RLHF on Nutanix Cloud Platform

Nutanix.dev-RLHFonNutanixCloudPlatform

Table of Contents

Introduction 

The goal of this article is to show how customers can use a reinforcement learning on human feedback (RLHF) workflow to finetune a large language model (LLM)  from scratch using open source Python® libraries on the Nutanix Cloud Platform™ (NCP) HCI solution.
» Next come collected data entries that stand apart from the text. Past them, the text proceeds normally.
//! Immutable LCA reference data.
//!
//! A [`ReferenceSnapshot`] owns the four reference tables and the indicator
//! bounds derived from them. Snapshots are validated when built and never
//! mutated afterwards; a reload builds a fresh snapshot and publishes it
//! through [`SnapshotStore`].

mod bounds;
mod loader;
pub(crate) mod normalizer;
mod records;
mod store;
mod table;

pub use bounds::{Indicator, IndicatorBounds, IndicatorRange};
pub use records::{
    CareReference, CertificationReference, MaterialReference, OriginReference, ReferenceEntry,
    ReferenceRecord, TableKind,
};
pub use store::SnapshotStore;
pub use table::ReferenceTable;

use chrono::{DateTime, Utc};
use serde::Serialize;
use std::fs::File;
use std::io::Read;
use std::path::{Path, PathBuf};
use tracing::info;

const BUNDLED_MATERIALS: &str = include_str!("../../data/materials.csv");
const BUNDLED_ORIGINS: &str = include_str!("../../data/origins.csv");
const BUNDLED_CARE: &str = include_str!("../../data/care.csv");
const BUNDLED_CERTIFICATIONS: &str = include_str!("../../data/certifications.csv");

/// A name that is not present in its reference table.
#[derive(Debug, Clone, PartialEq, Eq, thiserror::Error)]
#[error("unknown {table} '{key}'")]
pub struct UnknownReferenceKey {
    pub table: TableKind,
    pub key: String,
}

/// Failure while building a snapshot. Raised at load time only.
#[derive(Debug, thiserror::Error)]
pub enum ReferenceError {
    #[error("failed to read {table} table from {}: {source}", .path.display())]
    Io {
        table: TableKind,
        path: PathBuf,
        source: std::io::Error,
    },
    #[error("invalid {table} table data: {source}")]
    Csv {
        table: TableKind,
        source: csv::Error,
    },
    #[error("{table} '{key}' is listed more than once")]
    DuplicateKey { table: TableKind, key: String },
    #[error("{table} '{key}' is invalid: {reason}")]
    InvalidRecord {
        table: TableKind,
        key: String,
        reason: String,
    },
    #[error("{0} table has no rows")]
    EmptyTable(TableKind),
}

/// Where a snapshot's tables came from.
#[derive(Debug, Clone, PartialEq, Eq, Serialize)]
#[serde(tag = "kind", content = "path", rename_all = "snake_case")]
pub enum ReferenceSource {
    /// Tables compiled into the crate.
    Bundled,
    /// A directory holding `materials.csv`, `origins.csv`, `care.csv` and
    /// `certifications.csv`.
    Directory(PathBuf),
}

impl ReferenceSource {
    pub fn load(&self) -> Result<ReferenceSnapshot, ReferenceError> {
        let snapshot = match self {
            Self::Bundled => ReferenceSnapshot::bundled()?,
            Self::Directory(dir) => ReferenceSnapshot::from_dir(dir)?,
        };

        info!(
            source = ?self,
            materials = snapshot.materials().len(),
            origins = snapshot.origins().len(),
            care = snapshot.care_instructions().len(),
            certifications = snapshot.certifications().len(),
            "reference snapshot loaded"
        );

        Ok(snapshot)
    }
}

/// Read-only view over the four reference tables plus their indicator bounds.
#[derive(Debug, Clone)]
pub struct ReferenceSnapshot {
    materials: ReferenceTable<MaterialReference>,
    origins: ReferenceTable<OriginReference>,
    care: ReferenceTable<CareReference>,
    certifications: ReferenceTable<CertificationReference>,
    bounds: IndicatorBounds,
    source: ReferenceSource,
    loaded_at: DateTime<Utc>,
}

impl ReferenceSnapshot {
    /// Builds a snapshot from in-memory rows. Materials, origins and care
    /// instructions must each hold at least one row; the certification table
    /// may be empty.
    pub fn new(
        materials: Vec<MaterialReference>,
        origins: Vec<OriginReference>,
        care: Vec<CareReference>,
        certifications: Vec<CertificationReference>,
    ) -> Result<Self, ReferenceError> {
        let materials = ReferenceTable::from_rows(materials)?;
        let origins = ReferenceTable::from_rows(origins)?;
        let care = ReferenceTable::from_rows(care)?;
        let certifications = ReferenceTable::from_rows(certifications)?;

        for (kind, empty) in [
            (TableKind::Materials, materials.is_empty()),
            (TableKind::Origins, origins.is_empty()),
            (TableKind::CareInstructions, care.is_empty()),
        ] {
            if empty {
                return Err(ReferenceError::EmptyTable(kind));
            }
        }

        let bounds = IndicatorBounds::compute(&materials, &origins, &care);

        Ok(Self {
            materials,
            origins,
            care,
            certifications,
            bounds,
            source: ReferenceSource::Bundled,
            loaded_at: Utc::now(),
        })
    }

    /// Parses the four tables from CSV readers using the export headers.
    pub fn from_readers<M, O, C, Z>(
        materials: M,
        origins: O,
        care: C,
        certifications: Z,
    ) -> Result<Self, ReferenceError>
    where
        M: Read,
        O: Read,
        C: Read,
        Z: Read,
    {
        Self::new(
            loader::parse_materials(materials)?,
            loader::parse_origins(origins)?,
            loader::parse_care(care)?,
            loader::parse_certifications(certifications)?,
        )
    }

    /// Tables shipped with the crate.
    pub fn bundled() -> Result<Self, ReferenceError> {
        Self::from_readers(
            BUNDLED_MATERIALS.as_bytes(),
            BUNDLED_ORIGINS.as_bytes(),
            BUNDLED_CARE.as_bytes(),
            BUNDLED_CERTIFICATIONS.as_bytes(),
        )
    }

    pub fn from_dir<P: AsRef<Path>>(dir: P) -> Result<Self, ReferenceError> {
        let dir = dir.as_ref();
        let open = |table: TableKind| {
            let path = dir.join(table.file_name());
            File::open(&path).map_err(|source| ReferenceError::Io {
                table,
                path,
                source,
            })
        };

        let mut snapshot = Self::from_readers(
            open(TableKind::Materials)?,
            open(TableKind::Origins)?,
            open(TableKind::CareInstructions)?,
            open(TableKind::Certifications)?,
        )?;
        snapshot.source = ReferenceSource::Directory(dir.to_path_buf());
        Ok(snapshot)
    }

    pub fn material(&self, name: &str) -> Result<&MaterialReference, UnknownReferenceKey> {
        self.materials.get(name)
    }

    pub fn origin(&self, name: &str) -> Result<&OriginReference, UnknownReferenceKey> {
        self.origins.get(name)
    }

    pub fn care_instruction(&self, name: &str) -> Result<&CareReference, UnknownReferenceKey> {
        self.care.get(name)
    }

    pub fn certification(
        &self,
        name: &str,
    ) -> Result<&CertificationReference, UnknownReferenceKey> {
        self.certifications.get(name)
    }

    /// Untyped lookup across any table.
    pub fn lookup(
        &self,
        table: TableKind,
        name: &str,
    ) -> Result<ReferenceEntry<'_>, UnknownReferenceKey> {
        match table {
            TableKind::Materials => self.material(name).map(ReferenceEntry::Material),
            TableKind::Origins => self.origin(name).map(ReferenceEntry::Origin),
            TableKind::CareInstructions => self.care_instruction(name).map(ReferenceEntry::Care),
            TableKind::Certifications => {
                self.certification(name).map(ReferenceEntry::Certification)
            }
        }
    }

    /// Minimum and maximum of `indicator` across every row of its table.
    pub fn indicator_range(&self, indicator: Indicator) -> IndicatorRange {
        self.bounds.get(indicator)
    }

    pub fn bounds(&self) -> &IndicatorBounds {
        &self.bounds
    }

    pub fn materials(&self) -> &ReferenceTable<MaterialReference> {
        &self.materials
    }

    pub fn origins(&self) -> &ReferenceTable<OriginReference> {
        &self.origins
    }

    pub fn care_instructions(&self) -> &ReferenceTable<CareReference> {
        &self.care
    }

    pub fn certifications(&self) -> &ReferenceTable<CertificationReference> {
        &self.certifications
    }

    pub fn source(&self) -> &ReferenceSource {
        &self.source
    }

    pub fn loaded_at(&self) -> DateTime<Utc> {
        self.loaded_at
    }

    pub fn summary(&self) -> SnapshotSummary {
        SnapshotSummary {
            source: self.source.clone(),
            loaded_at: self.loaded_at,
            materials: self.materials.len(),
            origins: self.origins.len(),
            care_instructions: self.care.len(),
            certifications: self.certifications.len(),
            bounds: self
                .bounds
                .iter()
                .map(|(indicator, range)| IndicatorBoundsView {
                    indicator,
                    table: indicator.table(),
                    min: range.min,
                    max: range.max,
                    degenerate: range.is_degenerate(),
                })
                .collect(),
        }
    }
}

/// Serializable overview of a snapshot for health checks and listings.
#[derive(Debug, Clone, Serialize)]
pub struct SnapshotSummary {
    pub source: ReferenceSource,
    pub loaded_at: DateTime<Utc>,
    pub materials: usize,
    pub origins: usize,
    pub care_instructions: usize,
    pub certifications: usize,
    pub bounds: Vec<IndicatorBoundsView>,
}

#[derive(Debug, Clone, Serialize)]
pub struct IndicatorBoundsView {
    pub indicator: Indicator,
    pub table: TableKind,
    pub min: f64,
    pub max: f64,
    pub degenerate: bool,
}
RLHF is increasingly being used over vanilla supervised finetuning or instruction tuning because of its ability to generalize better for dynamic datasets with frequent distribution shifts. Most chat models such as “meta-llama/Llama-2-70b-chat” use RLHF for downstream task-specific adaptation. We presume that a deep understanding of RLHF aids in better decision-making for LLM downstream task adaptation. In general, RLHF with proximal policy optimization (PPO) is the key  technique used in the ChatGPT, Anthropic, and Llama™ Chat models for downstream adaptation. Essentially, RLHF replaces static finetuning data with human feedback which is often more intuitive to generate and captures real human assessment on helpfulness and safety. The compute infrastructure provisioning for RLHF can be a complex endeavor, especially in consideration of data privacy, data sovereignty and data governance. The breakneck speed of AI innovation around model and training dataset availability and compute optimization trigger rapid enterprise AI adoption. This gold rush of enterprise AI adoption demands infrastructure solutions that can scale easily, securely and robustly with teams trained to manage more traditional workloads. In this article, we show how NCP can be leveraged to perform RLHF workflow on a GPT-2 based policy network and Bert based reward network on IMDB dataset. We validate that RLHF tunes the policy network and thereby improves the average positive sentiment score of the output from the policy network by a significant margin.  

RLHF Workflow

The goal of  RLHF is to alter the behavior of a supervised policy, essentially a LLM model in this context, based on human feedback. Based on their preferences, human annotators assign their valuations to LLM predictions. RLHF essentially imposes the human preferences to tune the LLM parameters to adapt to human preferences.  Reinforcement learning deals with a goal-seeking agent interacting with an environment to maximize a long-term cumulative reward score by choosing appropriate actions. In RLHF, the role of an RL agent is played by a policy optimization algorithm such as PPO which tunes the behavior of an LLM model by updating its parameters. The role of the environment is played by a reward network built on a compilation of human feedback. Figure 1 shows a schematic representation of an RLHF workflow.

Figure 1: Schematic representation of the RLHF workflow in action

An RLHF workflow involves following steps. 

  1. Collect demonstration data and train a supervised policy
    • Compile a collection of (sample, desired response) pairs
    • Fine tune a pre-trained model such as GPT-3.5 or Llama-7b. 

In most enterprise use cases, a pre-trained or supervised fine-tuned model is selected. 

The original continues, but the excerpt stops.